WORK TO BE COMPLETED: Write out, word for word, the first line of the data below and every line after it through the one containing "the thunk; callers".

INFORMATION PROVIDED:
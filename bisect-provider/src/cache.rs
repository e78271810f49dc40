//! In-flight computation deduplication.
//!
//! Not a memo cache: an entry lives only while its computation runs. The
//! first caller for a key becomes the leader and runs the thunk; callers
//! arriving meanwhile become followers and block until the leader
//! finishes, then receive a clone of its result. Once the leader is done
//! the entry is dropped, so a later call with the same key runs again.
//!
//! Collapsing concurrent identical collections is a correctness
//! requirement for the provider, not an optimization: the underlying
//! machine execution can take minutes, and rival challenge edges routinely
//! request the same hash range at the same time.
//!
//! There is no internal timeout or cancellation. A caller that wants to
//! give up early must build that into the thunk; a follower only wakes
//! when the leader's thunk returns.

use std::{
    collections::HashMap,
    hash::Hash,
    sync::{Arc, Condvar, Mutex, PoisonError},
};

struct Flight<V, E> {
    slot: Mutex<Option<Result<V, E>>>,
    done: Condvar,
}

impl<V, E> Flight<V, E> {
    fn new() -> Self {
        Flight {
            slot: Mutex::new(None),
            done: Condvar::new(),
        }
    }
}

/// Collapses concurrent computations of the same key into one run.
pub struct ComputationCache<K, V, E> {
    in_flight: Mutex<HashMap<K, Arc<Flight<V, E>>>>,
}

impl<K, V, E> Default for ComputationCache<K, V, E> {
    fn default() -> Self {
        Self::new()
    }
}

impl<K, V, E> ComputationCache<K, V, E> {
    /// An empty cache with nothing in flight.
    pub fn new() -> Self {
        ComputationCache {
            in_flight: Mutex::new(HashMap::new()),
        }
    }
}

impl<K, V, E> ComputationCache<K, V, E>
where
    K: Eq + Hash + Clone,
    V: Clone,
    E: Clone,
{
    /// Run `thunk` for `key`, or wait for the run already in flight.
    ///
    /// The in-flight check and follower registration happen under one lock
    /// acquisition, so a follower can never miss the leader's wake-up.
    /// Followers receive a clone of the leader's result, errors included.
    pub fn compute<F>(&self, key: K, thunk: F) -> Result<V, E>
    where
        F: FnOnce() -> Result<V, E>,
    {
        let (flight, is_leader) = {
            let mut in_flight = self
                .in_flight
                .lock()
                .unwrap_or_else(PoisonError::into_inner);
            match in_flight.get(&key) {
                Some(flight) => (Arc::clone(flight), false),
                None => {
                    let flight = Arc::new(Flight::new());
                    in_flight.insert(key.clone(), Arc::clone(&flight));
                    (flight, true)
                }
            }
        };

        if is_leader {
            let result = thunk();
            {
                let mut slot = flight.slot.lock().unwrap_or_else(PoisonError::into_inner);
                *slot = Some(result.clone());
            }
            self.in_flight
                .lock()
                .unwrap_or_else(PoisonError::into_inner)
                .remove(&key);
            flight.done.notify_all();
            result
        } else {
            let mut slot = flight.slot.lock().unwrap_or_else(PoisonError::into_inner);
            loop {
                if let Some(result) = slot.as_ref() {
                    return result.clone();
                }
                slot = flight
                    .done
                    .wait(slot)
                    .unwrap_or_else(PoisonError::into_inner);
            }
        }
    }
}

EXERCISE OUTPUT:
filename bisect-provider/src/cache.rs
repository e78271810f49dc40
//! In-flight computation deduplication.
//!
//! Not a memo cache: an entry lives only while its computation runs. The
//! first caller for a key becomes the leader and runs the thunk; callers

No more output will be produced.